### Dataset
......
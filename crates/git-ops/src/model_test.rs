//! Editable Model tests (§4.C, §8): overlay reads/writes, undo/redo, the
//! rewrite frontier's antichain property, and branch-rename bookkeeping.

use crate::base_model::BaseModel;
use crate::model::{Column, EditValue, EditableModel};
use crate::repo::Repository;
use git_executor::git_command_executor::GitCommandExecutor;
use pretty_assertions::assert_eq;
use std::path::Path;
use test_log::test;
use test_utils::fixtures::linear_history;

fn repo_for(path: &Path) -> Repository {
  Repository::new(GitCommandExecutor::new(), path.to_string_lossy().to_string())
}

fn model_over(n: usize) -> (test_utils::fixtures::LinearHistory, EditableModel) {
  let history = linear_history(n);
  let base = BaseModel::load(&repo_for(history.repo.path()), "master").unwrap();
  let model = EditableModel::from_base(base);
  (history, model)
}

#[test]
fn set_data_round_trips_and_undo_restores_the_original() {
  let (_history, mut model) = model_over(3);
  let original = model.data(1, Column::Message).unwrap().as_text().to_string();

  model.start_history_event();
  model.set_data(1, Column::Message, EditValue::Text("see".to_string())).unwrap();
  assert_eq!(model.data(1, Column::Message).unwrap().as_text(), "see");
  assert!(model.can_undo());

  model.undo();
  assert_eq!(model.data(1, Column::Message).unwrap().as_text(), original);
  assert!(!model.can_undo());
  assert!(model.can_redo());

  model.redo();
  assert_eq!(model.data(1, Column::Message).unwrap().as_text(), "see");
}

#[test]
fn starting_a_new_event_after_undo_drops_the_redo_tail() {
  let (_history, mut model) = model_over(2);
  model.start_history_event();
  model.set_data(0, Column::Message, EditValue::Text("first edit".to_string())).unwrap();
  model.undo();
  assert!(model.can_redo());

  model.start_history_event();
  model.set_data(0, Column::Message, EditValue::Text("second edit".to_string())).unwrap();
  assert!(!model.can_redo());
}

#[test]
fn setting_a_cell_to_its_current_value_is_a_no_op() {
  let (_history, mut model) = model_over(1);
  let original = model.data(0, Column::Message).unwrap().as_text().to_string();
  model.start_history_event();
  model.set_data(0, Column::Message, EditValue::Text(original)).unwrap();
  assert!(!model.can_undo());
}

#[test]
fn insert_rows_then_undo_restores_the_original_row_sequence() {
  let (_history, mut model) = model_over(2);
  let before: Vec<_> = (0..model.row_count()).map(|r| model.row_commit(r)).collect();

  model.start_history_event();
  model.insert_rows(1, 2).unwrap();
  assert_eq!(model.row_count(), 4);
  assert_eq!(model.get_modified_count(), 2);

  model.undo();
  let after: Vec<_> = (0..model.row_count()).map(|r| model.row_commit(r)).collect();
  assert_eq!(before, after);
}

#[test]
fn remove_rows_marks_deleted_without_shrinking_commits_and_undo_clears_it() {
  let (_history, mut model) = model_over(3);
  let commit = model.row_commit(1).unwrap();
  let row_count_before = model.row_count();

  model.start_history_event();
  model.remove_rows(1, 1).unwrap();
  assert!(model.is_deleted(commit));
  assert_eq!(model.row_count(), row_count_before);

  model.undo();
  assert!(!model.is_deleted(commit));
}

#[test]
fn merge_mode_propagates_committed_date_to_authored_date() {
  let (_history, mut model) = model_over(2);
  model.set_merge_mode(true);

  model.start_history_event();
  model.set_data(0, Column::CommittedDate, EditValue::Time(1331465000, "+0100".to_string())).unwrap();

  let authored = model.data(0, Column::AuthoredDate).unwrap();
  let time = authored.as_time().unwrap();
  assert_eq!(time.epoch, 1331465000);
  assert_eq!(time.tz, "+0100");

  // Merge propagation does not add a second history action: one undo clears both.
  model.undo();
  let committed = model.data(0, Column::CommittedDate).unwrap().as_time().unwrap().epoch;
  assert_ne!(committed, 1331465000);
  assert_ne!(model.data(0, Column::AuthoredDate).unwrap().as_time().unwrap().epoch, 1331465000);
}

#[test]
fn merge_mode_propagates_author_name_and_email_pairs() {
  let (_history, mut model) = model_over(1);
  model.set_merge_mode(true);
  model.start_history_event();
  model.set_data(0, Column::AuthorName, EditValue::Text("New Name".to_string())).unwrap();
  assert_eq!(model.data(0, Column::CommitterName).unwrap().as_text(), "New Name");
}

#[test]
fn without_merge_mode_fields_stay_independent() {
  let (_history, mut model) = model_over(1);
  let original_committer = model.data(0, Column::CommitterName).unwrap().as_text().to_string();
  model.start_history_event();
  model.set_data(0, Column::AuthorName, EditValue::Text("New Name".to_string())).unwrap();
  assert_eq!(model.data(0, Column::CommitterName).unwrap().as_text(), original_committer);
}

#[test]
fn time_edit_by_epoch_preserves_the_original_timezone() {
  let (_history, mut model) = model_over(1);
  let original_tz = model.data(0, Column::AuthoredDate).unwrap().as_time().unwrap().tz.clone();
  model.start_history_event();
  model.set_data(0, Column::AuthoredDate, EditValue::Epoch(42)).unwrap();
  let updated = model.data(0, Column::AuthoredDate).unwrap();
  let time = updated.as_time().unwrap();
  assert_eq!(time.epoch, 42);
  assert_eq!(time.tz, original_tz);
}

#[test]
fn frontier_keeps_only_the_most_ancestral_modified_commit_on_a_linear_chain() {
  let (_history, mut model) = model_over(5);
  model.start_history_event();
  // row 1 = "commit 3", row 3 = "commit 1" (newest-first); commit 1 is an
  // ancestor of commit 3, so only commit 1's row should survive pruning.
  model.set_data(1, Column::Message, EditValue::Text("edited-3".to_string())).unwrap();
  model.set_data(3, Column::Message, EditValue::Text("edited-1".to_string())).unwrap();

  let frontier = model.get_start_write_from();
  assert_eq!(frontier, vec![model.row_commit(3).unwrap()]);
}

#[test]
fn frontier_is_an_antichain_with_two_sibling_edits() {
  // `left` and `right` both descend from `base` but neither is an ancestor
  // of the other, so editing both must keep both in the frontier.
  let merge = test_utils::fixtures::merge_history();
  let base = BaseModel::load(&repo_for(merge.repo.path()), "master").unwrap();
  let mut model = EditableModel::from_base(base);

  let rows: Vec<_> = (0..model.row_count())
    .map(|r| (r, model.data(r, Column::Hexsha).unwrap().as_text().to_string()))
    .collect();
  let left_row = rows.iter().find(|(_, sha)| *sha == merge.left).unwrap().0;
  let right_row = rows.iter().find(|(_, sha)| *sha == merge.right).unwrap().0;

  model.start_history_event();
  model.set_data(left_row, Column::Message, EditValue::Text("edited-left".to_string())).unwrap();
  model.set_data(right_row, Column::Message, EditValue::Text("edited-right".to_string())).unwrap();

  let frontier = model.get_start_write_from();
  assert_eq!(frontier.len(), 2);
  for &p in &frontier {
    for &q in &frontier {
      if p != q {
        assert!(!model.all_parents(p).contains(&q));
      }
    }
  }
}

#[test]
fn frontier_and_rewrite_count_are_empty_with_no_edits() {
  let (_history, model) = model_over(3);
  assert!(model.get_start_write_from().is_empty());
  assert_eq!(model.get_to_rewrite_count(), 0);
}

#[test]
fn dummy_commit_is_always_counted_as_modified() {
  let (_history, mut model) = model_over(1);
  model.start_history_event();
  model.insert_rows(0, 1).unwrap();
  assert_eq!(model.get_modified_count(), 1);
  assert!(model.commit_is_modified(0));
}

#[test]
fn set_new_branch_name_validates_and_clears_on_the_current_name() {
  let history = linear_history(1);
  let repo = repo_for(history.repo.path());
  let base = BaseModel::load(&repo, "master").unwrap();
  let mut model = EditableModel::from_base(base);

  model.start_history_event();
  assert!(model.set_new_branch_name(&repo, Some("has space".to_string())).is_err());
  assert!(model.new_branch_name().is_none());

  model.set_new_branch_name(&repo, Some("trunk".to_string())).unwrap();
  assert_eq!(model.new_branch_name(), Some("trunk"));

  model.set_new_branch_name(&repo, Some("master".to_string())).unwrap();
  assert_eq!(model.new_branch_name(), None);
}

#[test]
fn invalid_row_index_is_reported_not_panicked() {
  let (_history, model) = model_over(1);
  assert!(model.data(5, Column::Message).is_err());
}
......
### Task details
Copy out only the lines running from the beginning of the data to the line with "use crate::base_model::BaseModel;", both ends included.

### Exercise response
filename crates/git-ops/src/model_test.rs
//! Editable Model tests (§4.C, §8): overlay reads/writes, undo/redo, the
//! rewrite frontier's antichain property, and branch-rename bookkeeping.

use crate::base_model::BaseModel;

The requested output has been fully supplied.